Hepimizin yolu oradan geçmiş hatta yolu yordamı bile oradan öğrenmişizdir. Şehirde kitap denildiği zaman akla ilk gelen yerlerden birisidir Nüve Kültür Merkezi… Yoğun ekonomik sıkıntılara o da maalesef dayanamamıştır. Konya aslında bir kitapçısını kaybetmiyor; Konya, kitap hafızasını kaybediyor.

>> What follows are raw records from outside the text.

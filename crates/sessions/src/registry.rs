//! The `user_id -> Session` map.
//!
//! The outer map is only locked long enough to find or insert an
//! `Arc<Session>`; all agent mutation happens under the session's own lock.
//! The one exception is [`SessionRegistry::emergency_cleanup_all`], which
//! holds the write lock while it drains the map.

use std::collections::{BTreeMap, HashMap};
use std::sync::Arc;

use chrono::Utc;
use parking_lot::RwLock;

use rf_domain::config::RegistryConfig;
use rf_domain::error::{Error, Result};
use rf_domain::trace::TraceEvent;

use crate::health::{
    CleanupReport, CleanupStatus, EmergencyCleanupReport, FleetReport, HealthStatus,
    UserHealthReport,
};
use crate::session::Session;

pub struct SessionRegistry {
    config: RegistryConfig,
    sessions: RwLock<HashMap<String, Arc<Session>>>,
}

impl SessionRegistry {
    pub fn new(config: RegistryConfig) -> Self {
        Self {
            config,
            sessions: RwLock::new(HashMap::new()),
        }
    }

    pub fn config(&self) -> &RegistryConfig {
        &self.config
    }

    // ── lookup ──────────────────────────────────────────────────────

    /// Return the user's session, creating it on first access.
    ///
    /// Concurrent callers for the same user always get the same instance.
    pub fn get_user_session(&self, user_id: &str) -> Result<Arc<Session>> {
        let user_id = user_id.trim();
        if user_id.is_empty() {
            return Err(Error::Validation(
                rf_domain::error::ValidationError::EmptyArgument { name: "user_id" },
            ));
        }

        // Fast path: read lock.
        if let Some(session) = self.sessions.read().get(user_id) {
            return Ok(session.clone());
        }

        // Slow path: another writer may have won the race, so use entry().
        let mut sessions = self.sessions.write();
        let mut created = false;
        let session = sessions
            .entry(user_id.to_owned())
            .or_insert_with(|| {
                created = true;
                Arc::new(Session::new(user_id))
            })
            .clone();
        drop(sessions);

        if created {
            tracing::debug!(user_id = %user_id, "session created");
            TraceEvent::SessionCreated {
                user_id: user_id.to_owned(),
            }
            .emit();
        }
        Ok(session)
    }

    /// Look up without creating.
    pub fn get_session(&self, user_id: &str) -> Option<Arc<Session>> {
        self.sessions.read().get(user_id).cloned()
    }

    pub fn user_count(&self) -> usize {
        self.sessions.read().len()
    }

    pub fn total_agents(&self) -> usize {
        self.snapshot().iter().map(|s| s.agent_count()).sum()
    }

    /// Known user ids, sorted.
    pub fn user_ids(&self) -> Vec<String> {
        let mut ids: Vec<String> = self.sessions.read().keys().cloned().collect();
        ids.sort();
        ids
    }

    /// Clone the current session handles so callers can inspect them
    /// without holding the map lock.
    fn snapshot(&self) -> Vec<Arc<Session>> {
        self.sessions.read().values().cloned().collect()
    }

    // ── monitoring ──────────────────────────────────────────────────

    /// Health of one user's session, or `None` if the user has none.
    pub fn monitor_memory_usage(&self, user_id: &str) -> Option<UserHealthReport> {
        let session = self.get_session(user_id)?;
        Some(self.assess(&session))
    }

    pub(crate) fn assess(&self, session: &Session) -> UserHealthReport {
        let metrics = session.metrics(Utc::now());
        let mut status = HealthStatus::Healthy;
        let mut issues = Vec::new();

        if metrics.agent_count > self.config.max_agents_per_user {
            status = HealthStatus::Error;
            issues.push(format!(
                "agent count {} exceeds limit {}",
                metrics.agent_count, self.config.max_agents_per_user
            ));
        } else if metrics.agent_count > self.config.agent_warning_threshold {
            status = HealthStatus::Warning;
            issues.push(format!(
                "agent count {} above warning threshold {}",
                metrics.agent_count, self.config.agent_warning_threshold
            ));
        }

        if metrics.idle_secs >= 0 && metrics.idle_secs as u64 >= self.config.session_idle_secs {
            status = status.max(HealthStatus::Warning);
            issues.push(format!("session idle for {}s", metrics.idle_secs));
        }

        UserHealthReport {
            user_id: session.user_id().to_owned(),
            status,
            metrics,
            issues,
        }
    }

    /// Per-user reports plus fleet-wide pressure signals.
    pub fn monitor_all_users(&self) -> FleetReport {
        let sessions = self.snapshot();
        let mut users = BTreeMap::new();
        let mut total_agents = 0;

        for session in &sessions {
            let report = self.assess(session);
            total_agents += report.metrics.agent_count;
            users.insert(report.user_id.clone(), report);
        }

        let total_users = users.len();
        let mut global_issues = Vec::new();
        if total_users > self.config.fleet_max_users {
            global_issues.push(format!(
                "user count {total_users} exceeds fleet limit {}",
                self.config.fleet_max_users
            ));
        }
        if total_agents > self.config.fleet_max_agents {
            global_issues.push(format!(
                "agent count {total_agents} exceeds fleet limit {}",
                self.config.fleet_max_agents
            ));
        }

        FleetReport {
            total_users,
            total_agents,
            users,
            overloaded: !global_issues.is_empty(),
            global_issues,
            timestamp: Utc::now(),
        }
    }

    // ── cleanup ─────────────────────────────────────────────────────

    /// Remove one user's session and every agent in it.
    pub fn cleanup_user_session(&self, user_id: &str) -> CleanupReport {
        let removed = self.sessions.write().remove(user_id);
        let Some(session) = removed else {
            return CleanupReport {
                user_id: user_id.to_owned(),
                status: CleanupStatus::NotFound,
                cleaned_agents: 0,
            };
        };

        let cleaned_agents = session.clear();
        tracing::info!(user_id = %user_id, agents = cleaned_agents, "user session cleaned");
        TraceEvent::SessionCleaned {
            user_id: user_id.to_owned(),
            agents_cleaned: cleaned_agents,
        }
        .emit();

        CleanupReport {
            user_id: user_id.to_owned(),
            status: CleanupStatus::Cleaned,
            cleaned_agents,
        }
    }

    /// Remove a single agent.  Returns false if the user or agent is unknown.
    pub fn cleanup_agent_resources(&self, user_id: &str, agent_name: &str) -> bool {
        match self.get_session(user_id) {
            Some(session) => session.remove_agent(agent_name).is_some(),
            None => false,
        }
    }

    /// Drop a session only if it is still the instance the caller inspected.
    ///
    /// Used by the sweeper so a session recreated between inspection and
    /// eviction is left alone.
    pub(crate) fn evict_if_same(&self, user_id: &str, expected: &Arc<Session>) -> bool {
        let mut sessions = self.sessions.write();
        match sessions.get(user_id) {
            Some(current) if Arc::ptr_eq(current, expected) => {
                sessions.remove(user_id);
                true
            }
            _ => false,
        }
    }

    /// Empty the whole registry.
    ///
    /// Holds the map's write lock while draining, so new lookups stall
    /// briefly.  Dispatchers already holding an `Arc<Session>` keep it; their
    /// next lookup creates a fresh session.
    pub fn emergency_cleanup_all(&self) -> EmergencyCleanupReport {
        let drained: Vec<Arc<Session>> = {
            let mut sessions = self.sessions.write();
            sessions.drain().map(|(_, s)| s).collect()
        };

        let users_cleaned = drained.len();
        let agents_cleaned: usize = drained.iter().map(|s| s.clear()).sum();

        tracing::error!(
            users = users_cleaned,
            agents = agents_cleaned,
            "emergency cleanup emptied the session registry"
        );
        TraceEvent::EmergencyCleanup {
            users_cleaned,
            agents_cleaned,
        }
        .emit();

        EmergencyCleanupReport {
            users_cleaned,
            agents_cleaned,
            timestamp: Utc::now(),
        }
    }
}

impl Default for SessionRegistry {
    fn default() -> Self {
        Self::new(RegistryConfig::default())
    }
}

#[cfg(test)]
mod tests {
    use super::*;
    use crate::session::AgentRecord;

    fn populate(registry: &SessionRegistry, users: usize, agents: usize) {
        for u in 0..users {
            let session = registry.get_user_session(&format!("user-{u}")).unwrap();
            for a in 0..agents {
                let name = format!("agent-{a}");
                session.register_agent(&name, AgentRecord::new(&name));
            }
        }
    }

    #[test]
    fn same_user_gets_same_session() {
        let registry = SessionRegistry::default();
        let a = registry.get_user_session("u1").unwrap();
        let b = registry.get_user_session("u1").unwrap();
        assert!(Arc::ptr_eq(&a, &b));
        assert_eq!(registry.user_count(), 1);
    }

    #[test]
    fn empty_user_id_rejected() {
        let registry = SessionRegistry::default();
        assert!(matches!(
            registry.get_user_session("  "),
            Err(Error::Validation(_))
        ));
    }

    #[test]
    fn concurrent_lookups_observe_one_instance() {
        let registry = Arc::new(SessionRegistry::default());
        let handles: Vec<_> = (0..16)
            .map(|_| {
                let registry = registry.clone();
                std::thread::spawn(move || registry.get_user_session("shared").unwrap())
            })
            .collect();

        let sessions: Vec<Arc<Session>> = handles.into_iter().map(|h| h.join().unwrap()).collect();
        for s in &sessions[1..] {
            assert!(Arc::ptr_eq(&sessions[0], s));
        }
        assert_eq!(registry.user_count(), 1);
    }

    #[test]
    fn health_thresholds() {
        let registry = SessionRegistry::new(RegistryConfig {
            agent_warning_threshold: 2,
            max_agents_per_user: 4,
            ..RegistryConfig::default()
        });
        populate(&registry, 1, 2);
        let report = registry.monitor_memory_usage("user-0").unwrap();
        assert_eq!(report.status, HealthStatus::Healthy);
        assert!(report.issues.is_empty());

        let session = registry.get_session("user-0").unwrap();
        session.register_agent("extra", AgentRecord::new("extra"));
        assert_eq!(
            registry.monitor_memory_usage("user-0").unwrap().status,
            HealthStatus::Warning
        );

        session.register_agent("x1", AgentRecord::new("x1"));
        session.register_agent("x2", AgentRecord::new("x2"));
        let report = registry.monitor_memory_usage("user-0").unwrap();
        assert_eq!(report.status, HealthStatus::Error);
        assert_eq!(report.metrics.agent_count, 5);
        assert_eq!(report.issues.len(), 1);
    }

    #[test]
    fn unknown_user_has_no_report() {
        let registry = SessionRegistry::default();
        assert!(registry.monitor_memory_usage("nobody").is_none());
        assert_eq!(registry.user_count(), 0);
    }

    #[test]
    fn fleet_report_aggregates_and_flags_overload() {
        let registry = SessionRegistry::new(RegistryConfig {
            fleet_max_users: 2,
            fleet_max_agents: 100,
            ..RegistryConfig::default()
        });
        populate(&registry, 3, 2);

        let fleet = registry.monitor_all_users();
        assert_eq!(fleet.total_users, 3);
        assert_eq!(fleet.total_agents, 6);
        assert_eq!(fleet.users.len(), 3);
        assert!(fleet.overloaded);
        assert_eq!(fleet.global_issues.len(), 1);
        assert_eq!(fleet.unhealthy_users().count(), 0);
    }

    #[test]
    fn cleanup_user_session_leaves_others_alone() {
        let registry = SessionRegistry::default();
        populate(&registry, 2, 3);
        let other = registry.get_session("user-1").unwrap();

        let report = registry.cleanup_user_session("user-0");
        assert_eq!(report.status, CleanupStatus::Cleaned);
        assert_eq!(report.cleaned_agents, 3);
        assert!(registry.get_session("user-0").is_none());

        assert_eq!(other.agent_count(), 3);
        assert_eq!(
            other.agent_names(),
            vec!["agent-0".to_string(), "agent-1".into(), "agent-2".into()]
        );

        let again = registry.cleanup_user_session("user-0");
        assert_eq!(again.status, CleanupStatus::NotFound);
        assert_eq!(again.cleaned_agents, 0);
    }

    #[test]
    fn cleanup_user_session_under_concurrent_writes() {
        let registry = Arc::new(SessionRegistry::default());
        let b = registry.get_user_session("b").unwrap();
        for i in 0..10 {
            registry
                .get_user_session("a")
                .unwrap()
                .register_agent(&format!("a{i}"), AgentRecord::new("a"));
        }

        let writer = {
            let b = b.clone();
            std::thread::spawn(move || {
                for i in 0..200 {
                    b.register_agent(&format!("b{i}"), AgentRecord::new("b"));
                }
            })
        };
        let cleaner = {
            let registry = registry.clone();
            std::thread::spawn(move || registry.cleanup_user_session("a"))
        };

        let report = cleaner.join().unwrap();
        writer.join().unwrap();
        assert_eq!(report.cleaned_agents, 10);
        assert_eq!(b.agent_count(), 200);
        assert!(Arc::ptr_eq(&registry.get_session("b").unwrap(), &b));
    }

    #[test]
    fn cleanup_single_agent() {
        let registry = SessionRegistry::default();
        populate(&registry, 1, 2);
        assert!(registry.cleanup_agent_resources("user-0", "agent-1"));
        assert!(!registry.cleanup_agent_resources("user-0", "agent-1"));
        assert!(!registry.cleanup_agent_resources("nobody", "agent-0"));
        assert_eq!(registry.total_agents(), 1);
    }

    #[test]
    fn emergency_cleanup_counts_and_recovers() {
        let registry = SessionRegistry::default();
        populate(&registry, 4, 5);
        let held = registry.get_session("user-2").unwrap();

        let report = registry.emergency_cleanup_all();
        assert_eq!(report.users_cleaned, 4);
        assert_eq!(report.agents_cleaned, 20);
        assert_eq!(registry.user_count(), 0);

        for u in 0..4 {
            let fresh = registry.get_user_session(&format!("user-{u}")).unwrap();
            assert_eq!(fresh.agent_count(), 0);
        }
        // A handle taken before the cleanup is not the live session.
        assert!(!Arc::ptr_eq(&held, &registry.get_session("user-2").unwrap()));
    }

    #[test]
    fn evict_if_same_skips_recreated_session() {
        let registry = SessionRegistry::default();
        let first = registry.get_user_session("u1").unwrap();
        registry.cleanup_user_session("u1");
        let _second = registry.get_user_session("u1").unwrap();

        assert!(!registry.evict_if_same("u1", &first));
        assert_eq!(registry.user_count(), 1);
    }
}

Bu tür simge olmuş mekânların kapanması hele hele ekonomik gerekçelerle kapanması aslında toplumun ayıbı olarak yüzümüze çarpmalıydı ama…


NKM tarafından şiirimin yayımlandığı kartpostal...


 
Nüve Kültür Merkezi hafızalarımızın en görkemli yerinde yaşamaya devam edecek olsa da içimizdeki hüzün bizi diri tutmaya devam edecek… mi, bunu da zaman gösterecek.


Tek teselli kaynağımız yayıncı olarak kitap yayımını sürdürmesi olacaktır.
 
Şehrin kültür kalesi olan Nüve’nin kapanması demek kültüre açılan en önemli kapılarımızdan birisinin kapanması demektir.